> _Exercise objective_
Copy each line below that includes "main".

> _Data extracts_
▬▬▬▬▬▬▬▬▬▬

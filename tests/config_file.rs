use std::fs;

use balloon_barrage::core::config::config::GameConfig;

#[test]
fn layered_override_wins_per_key() {
    let dir = tempfile::tempdir().expect("tempdir");
    let base = dir.path().join("base.ron");
    let over = dir.path().join("override.ron");
    fs::write(&base, "(window: (width: 800.0, height: 600.0))").expect("write base");
    fs::write(&over, "(window: (width: 1024.0), balloons: (pop_steps: 5))").expect("write override");

    let (cfg, used, errors) = GameConfig::load_layered([&base, &over]);
    assert_eq!(used.len(), 2);
    assert!(errors.is_empty(), "unexpected: {errors:?}");
    assert_eq!(cfg.window.width, 1024.0, "later layer wins");
    assert_eq!(cfg.window.height, 600.0, "untouched keys survive the merge");
    assert_eq!(cfg.balloons.pop_steps, 5);
    assert_eq!(cfg.bullets.max_dots, 50, "unmentioned sections default");
}

#[test]
fn missing_file_is_reported_not_fatal() {
    let (cfg, used, errors) = GameConfig::load_layered(["/nonexistent/game.ron"]);
    assert!(used.is_empty());
    assert_eq!(errors.len(), 1);
    assert!(errors[0].contains("read error"));
    assert_eq!(cfg, GameConfig::default());
}

#[test]
fn unparsable_layer_is_skipped() {
    let dir = tempfile::tempdir().expect("tempdir");
    let good = dir.path().join("good.ron");
    let bad = dir.path().join("bad.ron");
    fs::write(&good, "(window: (width: 640.0))").expect("write good");
    fs::write(&bad, "(window: (width: ").expect("write bad");

    let (cfg, used, errors) = GameConfig::load_layered([&good, &bad]);
    assert_eq!(used.len(), 1);
    assert_eq!(errors.len(), 1);
    assert!(errors[0].contains("parse error"));
    assert_eq!(cfg.window.width, 640.0);
}

#[test]
fn auto_close_uses_camel_case_key() {
    let cfg: GameConfig = ron::from_str("(window: (autoClose: 2.5))").expect("parse");
    assert_eq!(cfg.window.auto_close, 2.5);
}
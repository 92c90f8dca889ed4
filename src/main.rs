use std::path::PathBuf;

use anyhow::Context;
use bevy::prelude::*;
use clap::Parser;

use balloon_barrage::core::config::config::GameConfig;
use balloon_barrage::rendering::sprites::DecodedSprites;
use balloon_barrage::GamePlugin;

#[derive(Parser, Debug)]
#[command(name = "balloon_barrage", about = "Infinite balloons, infinite bullets")]
struct Cli {
    /// Extra config file layered over assets/config/game.ron
    #[arg(long)]
    config: Option<PathBuf>,
    /// Override window width (pixels)
    #[arg(long)]
    width: Option<f32>,
    /// Override window height (pixels)
    #[arg(long)]
    height: Option<f32>,
    /// Exit automatically after this many seconds
    #[arg(long)]
    auto_close: Option<f32>,
}

fn main() -> anyhow::Result<()> {
    let cli = Cli::parse();

    let mut paths = vec![PathBuf::from("assets/config/game.ron")];
    if let Some(extra) = &cli.config {
        paths.push(extra.clone());
    }
    let (mut cfg, used, errors) = GameConfig::load_layered(&paths);
    for e in &errors {
        eprintln!("config: {e}");
    }
    if used.is_empty() {
        eprintln!("config: no file loaded; using built-in defaults");
    }
    if let Some(w) = cli.width {
        cfg.window.width = w;
    }
    if let Some(h) = cli.height {
        cfg.window.height = h;
    }
    if let Some(secs) = cli.auto_close {
        cfg.window.auto_close = secs;
    }
    for warning in cfg.validate() {
        eprintln!("config warning: {warning}");
    }

    // Sprite decode failure is fatal; nothing can be drawn without the sheets.
    let sprites = DecodedSprites::decode_embedded().context("decoding embedded sprites")?;

    App::new()
        .insert_resource(cfg.clone())
        .insert_resource(sprites)
        .insert_resource(ClearColor(Color::srgb_u8(0x87, 0xCE, 0xEB)))
        .insert_resource(Time::<Fixed>::from_hz(cfg.sim.step_hz))
        .add_plugins(
            DefaultPlugins.set(WindowPlugin {
                primary_window: Some(Window {
                    title: cfg.window.title.clone(),
                    resolution: (cfg.window.width, cfg.window.height).into(),
                    resizable: true,
                    transparent: true,
                    ..default()
                }),
                ..default()
            }),
        )
        .add_plugins(GamePlugin)
        .run();
    Ok(())
}
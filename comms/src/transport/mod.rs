/// Transport over WebSockets for a client to be able to interact with the server
#[cfg(feature = "client")]
pub mod client;
#[cfg(any(feature = "client", feature = "server"))]
mod common;
/// Transport over WebSockets for a server to interact with a single client connection
#[cfg(feature = "server")]
pub mod server;

#[cfg(any(feature = "client", feature = "server"))]
pub use common::{BoxedStream, FrameError};
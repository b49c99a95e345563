use serde::{Deserialize, Serialize};

/// User Command for joining the session under a display name.
#[derive(Debug, Clone, PartialEq, Serialize, Deserialize)]
pub struct JoinCommand {
    // The display name, also the participant's key.
    pub name: String,
}

/// User Command for casting or changing a vote.
#[derive(Debug, Clone, PartialEq, Serialize, Deserialize)]
pub struct VoteCommand {
    // The participant who votes.
    pub name: String,
    // The raw card value, validated by the server.
    pub value: u32,
}

/// User Command for clearing every vote of the current round.
#[derive(Debug, Clone, PartialEq, Serialize, Deserialize)]
pub struct ResetCommand;

/// User Command for leaving the session.
#[derive(Debug, Clone, PartialEq, Serialize, Deserialize)]
pub struct LeaveCommand {
    // The participant to remove.
    pub name: String,
}

/// User Command for asking the server to resend the whole session state.
#[derive(Debug, Clone, PartialEq, Serialize, Deserialize)]
pub struct RequestSnapshotCommand;

/// A user command (intent) which can be sent to the server by a single connection.
/// The server validates every command before it touches the session.
#[derive(Debug, Clone, PartialEq, Serialize, Deserialize)]
#[serde(tag = "event", rename_all = "kebab-case")]
pub enum UserCommand {
    Join(JoinCommand),
    Vote(VoteCommand),
    Reset(ResetCommand),
    Leave(LeaveCommand),
    RequestSnapshot(RequestSnapshotCommand),
}
use crossterm::event::KeyEvent;
use ratatui::{prelude::Backend, Frame};
use tokio::sync::mpsc::UnboundedSender;

use crate::state_store::{action::Action, State};

pub mod input_box;
pub mod usage;

/// A piece of UI that maps the application [State] into its own props
/// and turns key presses into [Action]s
pub trait Component {
    fn new(state: &State, action_tx: UnboundedSender<Action>) -> Self
    where
        Self: Sized;
    fn move_with_state(self, state: &State) -> Self
    where
        Self: Sized;

    fn name(&self) -> &str;

    fn handle_key_event(&mut self, key: KeyEvent);
}

pub trait ComponentRender<Props> {
    fn render<B: Backend>(&self, frame: &mut Frame<B>, props: Props);
}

▬▬▬▬▬▬▬▬▬▬

> _Result of the exercise_
filename src/main.rs
fn main() -> anyhow::Result<()> {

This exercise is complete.